━━━ AVAILABLE DATA ━━━

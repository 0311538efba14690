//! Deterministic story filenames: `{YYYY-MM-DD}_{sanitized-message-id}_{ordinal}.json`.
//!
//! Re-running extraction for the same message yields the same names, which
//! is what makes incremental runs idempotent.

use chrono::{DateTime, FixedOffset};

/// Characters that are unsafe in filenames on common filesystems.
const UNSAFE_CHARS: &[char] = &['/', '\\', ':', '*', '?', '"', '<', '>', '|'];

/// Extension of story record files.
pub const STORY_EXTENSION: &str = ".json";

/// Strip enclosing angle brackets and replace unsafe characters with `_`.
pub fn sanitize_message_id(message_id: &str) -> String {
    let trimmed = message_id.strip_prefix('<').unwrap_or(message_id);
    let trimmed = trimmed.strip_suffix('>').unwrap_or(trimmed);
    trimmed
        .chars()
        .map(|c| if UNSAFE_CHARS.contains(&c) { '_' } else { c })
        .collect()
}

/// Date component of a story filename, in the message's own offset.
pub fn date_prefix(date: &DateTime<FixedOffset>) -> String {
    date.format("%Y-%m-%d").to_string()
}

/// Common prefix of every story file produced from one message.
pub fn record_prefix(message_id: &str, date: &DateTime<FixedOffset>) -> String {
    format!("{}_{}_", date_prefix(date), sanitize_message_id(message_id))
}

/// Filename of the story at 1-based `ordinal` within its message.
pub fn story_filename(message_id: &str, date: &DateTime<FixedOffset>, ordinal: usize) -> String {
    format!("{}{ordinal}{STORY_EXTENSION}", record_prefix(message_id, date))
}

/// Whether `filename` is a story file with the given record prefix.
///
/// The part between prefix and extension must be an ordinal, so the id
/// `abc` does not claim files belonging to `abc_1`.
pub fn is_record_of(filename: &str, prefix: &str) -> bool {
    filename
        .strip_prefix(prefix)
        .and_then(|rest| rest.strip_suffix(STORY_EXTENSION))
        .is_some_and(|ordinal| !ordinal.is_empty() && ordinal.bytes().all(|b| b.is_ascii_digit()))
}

━━━

**EXERCISE REQUIREMENTS:**
Retype the material above, line by line, exactly.

**ANSWER FOR THE TASK:**
repository 0311538efba14690
//! Deterministic story filenames: `{YYYY-MM-DD}_{sanitized-message-id}_{ordinal}.json`.
//!
//! Re-running extraction for the same message yields the same names, which
//! is what makes incremental runs idempotent.

use chrono::{DateTime, FixedOffset};

/// Characters that are unsafe in filenames on common filesystems.
const UNSAFE_CHARS: &[char] = &['/', '\\', ':', '*', '?', '"', '<', '>', '|'];

/// Extension of story record files.
pub const STORY_EXTENSION: &str = ".json";

/// Strip enclosing angle brackets and replace unsafe characters with `_`.
pub fn sanitize_message_id(message_id: &str) -> String {
    let trimmed = message_id.strip_prefix('<').unwrap_or(message_id);
    let trimmed = trimmed.strip_suffix('>').unwrap_or(trimmed);
    trimmed
        .chars()
        .map(|c| if UNSAFE_CHARS.contains(&c) { '_' } else { c })
        .collect()
}

/// Date component of a story filename, in the message's own offset.
pub fn date_prefix(date: &DateTime<FixedOffset>) -> String {
    date.format("%Y-%m-%d").to_string()
}

/// Common prefix of every story file produced from one message.
pub fn record_prefix(message_id: &str, date: &DateTime<FixedOffset>) -> String {
    format!("{}_{}_", date_prefix(date), sanitize_message_id(message_id))
}

/// Filename of the story at 1-based `ordinal` within its message.
pub fn story_filename(message_id: &str, date: &DateTime<FixedOffset>, ordinal: usize) -> String {
    format!("{}{ordinal}{STORY_EXTENSION}", record_prefix(message_id, date))
}

/// Whether `filename` is a story file with the given record prefix.
///
/// The part between prefix and extension must be an ordinal, so the id
/// `abc` does not claim files belonging to `abc_1`.
pub fn is_record_of(filename: &str, prefix: &str) -> bool {
    filename
        .strip_prefix(prefix)
        .and_then(|rest| rest.strip_suffix(STORY_EXTENSION))
        .is_some_and(|ordinal| !ordinal.is_empty() && ordinal.bytes().all(|b| b.is_ascii_digit()))
}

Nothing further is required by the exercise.